A team of researchers has identified biodiversity cold spots as the ideal environment for rapid diversification, contradicting previous studies.

Scientists from Louisiana State University (LSU), USA, report that new species form in the Amazon rainforest less often than previously thought. Places like deserts and mountain tops that do not have a lot of species provide more opportunity for rapid diversification. This paradox of diversity, that new species form at a faster pace in ‘cold spots’ than hotspots, was discussed by the team in a paper entitled ‘The evolution of a tropical biodiversity hotspot’.

The international team of scientists examined diversity in a major group of tropical birds and found that although coldspots might be extreme with dry, unstable environments, they are also relatively empty, giving new species the room to evolve. In contrast, biodiversity hotspots like the Amazon rainforest are the result of the gradual accumulation of species over time.

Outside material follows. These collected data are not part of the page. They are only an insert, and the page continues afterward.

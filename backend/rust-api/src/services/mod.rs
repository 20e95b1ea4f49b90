use std::sync::Arc;

use chrono::FixedOffset;

use crate::config::Config;

use self::catalog_service::TaskCatalog;
use self::prefetch_service::ImagePrefetcher;
use self::results_store::{FileResultsStore, MemoryResultsStore, ResultsStore};
use self::survey_service::SurveyService;

pub struct AppState {
    pub config: Config,
    pub catalog: Arc<TaskCatalog>,
    pub store: Arc<dyn ResultsStore>,
    pub surveys: SurveyService,
    pub unlock_offset: FixedOffset,
}

impl AppState {
    pub async fn new(config: Config) -> anyhow::Result<Self> {
        let catalog = Arc::new(TaskCatalog::load(&config.tasks_source).await?);

        let store: Arc<dyn ResultsStore> = match config.results_store.as_str() {
            "file" => {
                tracing::info!("Using file results store at {}", config.results_dir);
                Arc::new(FileResultsStore::new(&config.results_dir))
            }
            "memory" => Arc::new(MemoryResultsStore::new()),
            other => {
                tracing::warn!(
                    "Unknown results store backend '{}', falling back to memory",
                    other
                );
                Arc::new(MemoryResultsStore::new())
            }
        };

        Ok(Self::with_parts(config, catalog, store))
    }

    /// Assemble the state from already-built parts. `new` goes through here;
    /// so does the test suite, with an inline catalog and a memory store.
    pub fn with_parts(
        config: Config,
        catalog: Arc<TaskCatalog>,
        store: Arc<dyn ResultsStore>,
    ) -> Self {
        let unlock_offset = FixedOffset::east_opt(config.unlock_offset_minutes * 60)
            .unwrap_or_else(|| {
                tracing::warn!(
                    "Unlock offset {} minutes is out of range, using UTC",
                    config.unlock_offset_minutes
                );
                FixedOffset::east_opt(0).expect("zero offset is valid")
            });

        let prefetcher = ImagePrefetcher::new(config.prefetch_enabled);
        let surveys = SurveyService::new(
            catalog.clone(),
            store.clone(),
            prefetcher,
            unlock_offset,
        );

        Self {
            config,
            catalog,
            store,
            surveys,
            unlock_offset,
        }
    }
}

pub mod catalog_service;
pub mod prefetch_service;
pub mod results_store;
pub mod survey_service;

Robb Brumfield, the LSU Department of Biological Sciences Roy Paul Daniels Professor and LSU Museum of Natural Science Curator of Genetic Resources, said: “Our results reveal a model in which species are forming faster in environmental extremes but have accumulated in moderate environments to form tropical biodiversity hotspots.”

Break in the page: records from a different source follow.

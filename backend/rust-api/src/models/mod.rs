pub mod question;
pub mod results;
pub mod survey;
pub mod task;

pub use question::{Answer, Question, QuestionType};
pub use results::{ChosenAnswers, TaskResults};
pub use survey::{
    CreateSurveyRequest, SelectionChanged, SubmitSelectionRequest, SurveyCompleted, SurveyEvent,
    SurveySnapshot, SurveyStatus,
};
pub use task::{Author, Task, TaskSummary};
use lazy_static::lazy_static;
use prometheus::{
    register_histogram_vec, register_int_counter_vec, register_int_gauge, Encoder, HistogramVec,
    IntCounterVec, IntGauge, TextEncoder,
};

lazy_static! {
    // HTTP Metrics
    pub static ref HTTP_REQUESTS_TOTAL: IntCounterVec = register_int_counter_vec!(
        "http_requests_total",
        "Total number of HTTP requests",
        &["method", "path", "status"]
    )
    .unwrap();

    pub static ref HTTP_REQUEST_DURATION_SECONDS: HistogramVec = register_histogram_vec!(
        "http_request_duration_seconds",
        "HTTP request duration in seconds",
        &["method", "path"],
        vec![0.001, 0.005, 0.01, 0.025, 0.05, 0.1, 0.25, 0.5, 1.0, 2.5, 5.0, 10.0]
    )
    .unwrap();

    // Results store metrics
    pub static ref STORE_OPERATIONS_TOTAL: IntCounterVec = register_int_counter_vec!(
        "results_store_operations_total",
        "Total number of results store operations",
        &["operation", "status"]
    )
    .unwrap();

    pub static ref STORE_OPERATION_DURATION_SECONDS: HistogramVec = register_histogram_vec!(
        "results_store_operation_duration_seconds",
        "Results store operation duration in seconds",
        &["operation"],
        vec![0.0001, 0.0005, 0.001, 0.005, 0.01, 0.025, 0.05, 0.1, 0.25, 1.0]
    )
    .unwrap();

    pub static ref RESULTS_LOADS_TOTAL: IntCounterVec = register_int_counter_vec!(
        "results_loads_total",
        "Prior-results load outcomes per survey creation",
        &["outcome"]
    )
    .unwrap();

    // Business Metrics
    pub static ref SURVEYS_TOTAL: IntCounterVec = register_int_counter_vec!(
        "surveys_total",
        "Total number of survey flows",
        &["status"]
    )
    .unwrap();

    pub static ref SURVEYS_ACTIVE: IntGauge = register_int_gauge!(
        "surveys_active",
        "Number of survey flows currently in progress"
    )
    .unwrap();

    pub static ref ANSWER_SELECTIONS_TOTAL: IntCounterVec = register_int_counter_vec!(
        "answer_selections_total",
        "Total number of answer selection changes",
        &["action"]
    )
    .unwrap();

    pub static ref PREFETCH_REQUESTS_TOTAL: IntCounterVec = register_int_counter_vec!(
        "prefetch_requests_total",
        "Total number of image prefetch requests",
        &["outcome"]
    )
    .unwrap();

    pub static ref SSE_CONNECTIONS_ACTIVE: IntGauge = register_int_gauge!(
        "sse_connections_active",
        "Number of active SSE connections"
    )
    .unwrap();
}

/// Renders all metrics in Prometheus text format
pub fn render_metrics() -> Result<String, prometheus::Error> {
    let encoder = TextEncoder::new();
    let metric_families = prometheus::gather();
    let mut buffer = Vec::new();
    encoder.encode(&metric_families, &mut buffer)?;
    String::from_utf8(buffer)
        .map_err(|e| prometheus::Error::Msg(format!("Failed to convert metrics to UTF-8: {}", e)))
}

/// Helper: track a results store operation with metrics
pub async fn track_store_operation<F, T>(operation: &str, future: F) -> Result<T, anyhow::Error>
where
    F: std::future::Future<Output = Result<T, anyhow::Error>>,
{
    let start = std::time::Instant::now();
    let result = future.await;
    let duration = start.elapsed().as_secs_f64();

    let status = if result.is_ok() { "success" } else { "error" };

    STORE_OPERATIONS_TOTAL
        .with_label_values(&[operation, status])
        .inc();

    STORE_OPERATION_DURATION_SECONDS
        .with_label_values(&[operation])
        .observe(duration);

    result
}

#[cfg(test)]
mod tests {
    use super::*;

    #[test]
    fn test_metrics_registration() {
        // Just verify that all metrics are properly registered
        let _ = HTTP_REQUESTS_TOTAL
            .with_label_values(&["GET", "/health", "200"])
            .get();
        let _ = SURVEYS_TOTAL.with_label_values(&["created"]).get();
    }

    #[test]
    fn test_render_metrics() {
        // Increment a counter to ensure we have some data
        HTTP_REQUESTS_TOTAL
            .with_label_values(&["GET", "/test", "200"])
            .inc();

        let result = render_metrics();
        assert!(result.is_ok());
        let output = result.unwrap();
        assert!(output.contains("http_requests_total"));
    }

    #[tokio::test]
    async fn test_track_store_operation_counts_errors() {
        let failing = track_store_operation("load", async {
            Err::<(), _>(anyhow::anyhow!("disk on fire"))
        })
        .await;
        assert!(failing.is_err());

        let succeeding = track_store_operation("load", async { Ok::<_, anyhow::Error>(42) }).await;
        assert_eq!(succeeding.unwrap(), 42);
    }
}
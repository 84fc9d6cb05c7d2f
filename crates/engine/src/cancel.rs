use std::sync::atomic::{AtomicBool, Ordering};
use std::sync::Arc;

/// Cooperative cancellation flag shared between a running pipeline and its
/// controller. The pipeline polls it between stages; setting it never
/// interrupts a stage mid-flight.
#[derive(Debug, Clone, Default)]
pub struct CancelHandle {
    flag: Arc<AtomicBool>,
}

impl CancelHandle {
    pub fn new() -> Self {
        Self::default()
    }

    /// Requests cancellation. Idempotent.
    pub fn cancel(&self) {
        self.flag.store(true, Ordering::SeqCst);
    }

    pub fn is_cancelled(&self) -> bool {
        self.flag.load(Ordering::SeqCst)
    }
}

#[cfg(test)]
mod tests {
    use super::*;

    #[test]
    fn clones_share_the_flag() {
        let handle = CancelHandle::new();
        let other = handle.clone();
        assert!(!other.is_cancelled());
        handle.cancel();
        assert!(other.is_cancelled());
        // Repeat cancel stays set.
        other.cancel();
        assert!(handle.is_cancelled());
    }
}
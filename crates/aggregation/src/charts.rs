use core_types::{CategorySummary, ChartSeries, MetricCategory};
use std::collections::BTreeMap;

/// Builds one chart-ready bar series per category from the summary, skipping
/// members without a computed value. Categories whose every member was
/// insufficient produce no series.
pub fn build_series(
    summary: &BTreeMap<MetricCategory, CategorySummary>,
) -> Vec<ChartSeries> {
    summary
        .iter()
        .filter_map(|(category, category_summary)| {
            let mut labels = Vec::new();
            let mut values = Vec::new();
            for metric in &category_summary.metrics {
                if let Some(value) = metric.value {
                    labels.push(metric.name.clone());
                    values.push(value);
                }
            }
            if values.is_empty() {
                return None;
            }
            Some(ChartSeries {
                title: category.to_string(),
                labels,
                values,
            })
        })
        .collect()
}

#[cfg(test)]
mod tests {
    use super::*;
    use core_types::CategoryMetric;

    #[test]
    fn skips_insufficient_members_and_empty_categories() {
        let mut summary = BTreeMap::new();
        summary.insert(
            MetricCategory::Liquidity,
            CategorySummary {
                metrics: vec![
                    CategoryMetric {
                        name: "Current Ratio".to_string(),
                        value: Some(2.0),
                        interpretation: "good".to_string(),
                    },
                    CategoryMetric {
                        name: "Quick Ratio".to_string(),
                        value: None,
                        interpretation: "insufficient_data".to_string(),
                    },
                ],
                representative: "good".to_string(),
            },
        );
        summary.insert(
            MetricCategory::Market,
            CategorySummary {
                metrics: vec![CategoryMetric {
                    name: "PEG Ratio".to_string(),
                    value: None,
                    interpretation: "insufficient_data".to_string(),
                }],
                representative: "insufficient_data".to_string(),
            },
        );

        let series = build_series(&summary);
        assert_eq!(series.len(), 1);
        assert_eq!(series[0].title, "liquidity");
        assert_eq!(series[0].labels, vec!["Current Ratio"]);
        assert_eq!(series[0].values, vec![2.0]);
    }
}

Examining tissue samples from 747 bird species

The team observed this paradox in the vast collections maintained by US natural history museums. The LSU Museum of Natural Science and its frozen tissues collection, which is the oldest and largest of its kind in the world, contributed tissues for 747 of the 1,287 bird species that are part of this study.

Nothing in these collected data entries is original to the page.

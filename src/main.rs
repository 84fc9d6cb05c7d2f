use std::collections::BTreeMap;
use std::path::PathBuf;
use std::sync::{Arc, Mutex};

use anyhow::Context;
use async_trait::async_trait;
use clap::{Parser, Subcommand};
use comfy_table::{presets::UTF8_FULL, Cell, Table};
use core_types::{
    AiEnrichment, AnalysisConfig, AnalysisRun, AnalysisTypeSelection, PercentileBenchmark,
    ProcessedDocument,
};
use dispatcher::MetricId;
use engine::{
    AiAgents, AnalysisPipeline, CancelHandle, CollaboratorError, DocumentProcessor,
    ExternalDataService, RunRepository,
};
use tracing_subscriber::EnvFilter;
use uuid::Uuid;

/// The main entry point for the Finsight analysis application.
#[tokio::main]
async fn main() -> anyhow::Result<()> {
    // Load environment variables from .env file, if present.
    dotenvy::dotenv().ok();

    let config = configuration::load_config().context("Failed to load configuration")?;

    tracing_subscriber::fmt()
        .with_env_filter(
            EnvFilter::try_from_default_env()
                .unwrap_or_else(|_| EnvFilter::new(config.logging.filter.clone())),
        )
        .init();

    let cli = Cli::parse();
    match cli.command {
        Commands::Analyze(args) => handle_analyze(args, config).await,
        Commands::Metrics => handle_metrics(),
    }
}

// ==============================================================================
// CLI Structure
// ==============================================================================

/// Financial statement analysis: metric calculation, classification,
/// benchmarking and recommendations.
#[derive(Parser)]
#[command(author, version, about, long_about = None)]
struct Cli {
    #[command(subcommand)]
    command: Commands,
}

#[derive(Subcommand)]
enum Commands {
    /// Run the analysis pipeline over an extracted-fields JSON document.
    Analyze(AnalyzeArgs),
    /// List every metric the registry can calculate.
    Metrics,
}

#[derive(Parser)]
struct AnalyzeArgs {
    /// Path to a JSON object of extracted statement fields.
    #[arg(long)]
    input: PathBuf,

    /// Metric names to calculate (repeatable). Defaults to the full registry.
    #[arg(long = "select")]
    selections: Vec<String>,

    /// Optional path to a JSON map of sector benchmarks
    /// (metric name to {"p25": .., "p50": .., "p75": ..}).
    #[arg(long)]
    benchmarks: Option<PathBuf>,

    /// Ticker symbol for market-data enrichment.
    #[arg(long)]
    symbol: Option<String>,

    /// Sector used for benchmark lookups.
    #[arg(long)]
    sector: Option<String>,

    /// Activity within the sector.
    #[arg(long)]
    activity: Option<String>,

    /// Where to write the full run snapshot as JSON.
    #[arg(long)]
    output: Option<PathBuf>,
}

// ==============================================================================
// Offline collaborator implementations
// ==============================================================================

/// Reads the "document" from a local JSON file of extracted fields.
struct FileDocumentProcessor;

#[async_trait]
impl DocumentProcessor for FileDocumentProcessor {
    async fn process(&self, document_ref: &str) -> Result<ProcessedDocument, CollaboratorError> {
        let text = tokio::fs::read_to_string(document_ref)
            .await
            .map_err(|e| CollaboratorError::Unavailable(format!("{}: {}", document_ref, e)))?;
        let extracted_fields: BTreeMap<String, serde_json::Value> =
            serde_json::from_str(&text).map_err(|e| CollaboratorError::Malformed(e.to_string()))?;
        Ok(ProcessedDocument {
            extracted_fields,
            tables: Vec::new(),
            confidence: 1.0,
        })
    }
}

/// File-backed stand-in for the external data service. Benchmarks come from a
/// local JSON file when one was given; market and macro data are not
/// available offline and degrade to recorded errors.
struct OfflineDataService {
    benchmarks: Option<BTreeMap<String, PercentileBenchmark>>,
}

#[async_trait]
impl ExternalDataService for OfflineDataService {
    async fn market_data(&self, symbol: &str) -> Result<serde_json::Value, CollaboratorError> {
        Err(CollaboratorError::Unavailable(format!(
            "no market data source configured for {}",
            symbol
        )))
    }

    async fn sector_benchmarks(
        &self,
        sector: &str,
        _activity: Option<&str>,
    ) -> Result<BTreeMap<String, PercentileBenchmark>, CollaboratorError> {
        self.benchmarks.clone().ok_or_else(|| {
            CollaboratorError::Unavailable(format!("no benchmark file given for {}", sector))
        })
    }

    async fn macro_indicators(&self) -> Result<serde_json::Value, CollaboratorError> {
        Err(CollaboratorError::Unavailable(
            "no macro indicator source configured".to_string(),
        ))
    }
}

/// Stub AI agents for offline runs: no narrative, no cost.
struct StubAiAgents;

#[async_trait]
impl AiAgents for StubAiAgents {
    async fn enrich(&self, _run: &AnalysisRun) -> Result<AiEnrichment, CollaboratorError> {
        Ok(AiEnrichment::default())
    }
}

/// Holds the run configuration and the latest persisted snapshot in memory.
struct InMemoryRepository {
    config: AnalysisConfig,
    snapshot: Mutex<Option<AnalysisRun>>,
}

#[async_trait]
impl RunRepository for InMemoryRepository {
    async fn load_config(&self, run_id: Uuid) -> Result<Option<AnalysisConfig>, CollaboratorError> {
        Ok((self.config.run_id == run_id).then(|| self.config.clone()))
    }

    async fn save(&self, run: &AnalysisRun) -> Result<(), CollaboratorError> {
        *self
            .snapshot
            .lock()
            .map_err(|e| CollaboratorError::Unavailable(e.to_string()))? = Some(run.clone());
        Ok(())
    }
}

// ==============================================================================
// Command handlers
// ==============================================================================

async fn handle_analyze(args: AnalyzeArgs, config: configuration::Config) -> anyhow::Result<()> {
    let selections: Vec<AnalysisTypeSelection> = if args.selections.is_empty() {
        MetricId::ALL
            .iter()
            .map(|id| AnalysisTypeSelection::named(id.name()))
            .collect()
    } else {
        args.selections
            .iter()
            .map(|name| AnalysisTypeSelection::named(name.clone()))
            .collect()
    };

    let benchmarks = match &args.benchmarks {
        Some(path) => {
            let text = std::fs::read_to_string(path)
                .with_context(|| format!("Failed to read benchmark file {}", path.display()))?;
            Some(serde_json::from_str(&text).context("Malformed benchmark file")?)
        }
        None => None,
    };

    let run_id = Uuid::new_v4();
    let run_config = AnalysisConfig {
        run_id,
        selections,
        document_ref: args.input.display().to_string(),
        symbol: args.symbol,
        // Benchmarks are only fetched when a sector is set.
        sector: args
            .sector
            .or_else(|| benchmarks.is_some().then(|| "unspecified".to_string())),
        activity: args.activity,
    };

    let repository = Arc::new(InMemoryRepository {
        config: run_config,
        snapshot: Mutex::new(None),
    });
    let pipeline = AnalysisPipeline::new(
        config,
        Arc::new(FileDocumentProcessor),
        Arc::new(OfflineDataService { benchmarks }),
        Arc::new(StubAiAgents),
        Arc::clone(&repository) as Arc<dyn RunRepository>,
    )?;

    let run = pipeline.run(run_id, &CancelHandle::new()).await?;
    print_run(&run);

    if let Some(path) = args.output {
        let snapshot = serde_json::to_string_pretty(&run)?;
        std::fs::write(&path, snapshot)
            .with_context(|| format!("Failed to write snapshot to {}", path.display()))?;
        println!("\nSnapshot written to {}", path.display());
    }

    Ok(())
}

fn handle_metrics() -> anyhow::Result<()> {
    let mut table = Table::new();
    table.load_preset(UTF8_FULL);
    table.set_header(vec!["Metric", "Category"]);
    for id in MetricId::ALL {
        table.add_row(vec![Cell::new(id.name()), Cell::new(id.category())]);
    }
    println!("{table}");
    Ok(())
}

// ==============================================================================
// Terminal rendering
// ==============================================================================

fn print_run(run: &AnalysisRun) {
    println!("Run {}  status: {:?}", run.run_id, run.status);

    if let Some(summary) = &run.summary {
        for (category, category_summary) in summary {
            let mut table = Table::new();
            table.load_preset(UTF8_FULL);
            table.set_header(vec![
                Cell::new(format!("{} ({})", category, category_summary.representative)),
                Cell::new("Value"),
                Cell::new("Interpretation"),
            ]);
            for metric in &category_summary.metrics {
                let value = metric
                    .value
                    .map(|v| format!("{v}"))
                    .unwrap_or_else(|| "-".to_string());
                table.add_row(vec![
                    Cell::new(&metric.name),
                    Cell::new(value),
                    Cell::new(&metric.interpretation),
                ]);
            }
            println!("{table}");
        }
    }

    if let Some(benchmark) = &run.benchmark {
        let mut table = Table::new();
        table.load_preset(UTF8_FULL);
        table.set_header(vec!["Metric", "Value", "Sector median", "Performance"]);
        for (name, entry) in benchmark {
            table.add_row(vec![
                Cell::new(name),
                Cell::new(
                    entry
                        .value
                        .map(|v| format!("{v}"))
                        .unwrap_or_else(|| "-".to_string()),
                ),
                Cell::new(
                    entry
                        .benchmark
                        .map(|b| format!("{}", b.p50))
                        .unwrap_or_else(|| "-".to_string()),
                ),
                Cell::new(&entry.performance),
            ]);
        }
        println!("{table}");
    }

    if let Some(recommendations) = &run.recommendations {
        for area in &recommendations.priority_areas {
            println!("Priority area: {area}");
        }
        for item in &recommendations.action_items {
            println!("Action item: {item}");
        }
        for rec in &recommendations.ai_recommendations {
            println!("Recommendation: {rec}");
        }
    }

    if !run.errors.is_empty() {
        println!("\nDegraded components:");
        for error in &run.errors {
            println!("  - {error}");
        }
    }

    println!(
        "\nCalculated {} metrics ({} failures) in {} ms, cost {} USD",
        run.calculations
            .as_ref()
            .map(|b| b.total_calculated)
            .unwrap_or(0),
        run.calculations
            .as_ref()
            .map(|b| b.total_errors)
            .unwrap_or(0),
        run.processing_time_ms,
        run.cost
    );
}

Co-author Fred Sheldon, the LSU Department of Biological Sciences George H. Lowery, junior Professor and LSU Museum of Natural Science Curator of Genetic Resources, said: “The remarkable sampling in this study comes from 40 years of fieldwork by curators, students, staff and others, who spent huge amounts of time and money, and risked their personal health, collecting specimens from around the world.”

By analysing the DNA from these museum tissue samples, the authors were able to map the genetic relationships of a predominant group of tropical birds called the suboscine passerines, which represent one out of every three species of birds in the American tropics.

Brumfield said: “This shows that conservation efforts to save the rapidly changing tropical landscape need to focus not only on the species-rich Amazon, but also on regions that are less diverse but contribute disproportionally to the generation of new species, like the wind-swept, cold puna of the Andes Mountains.”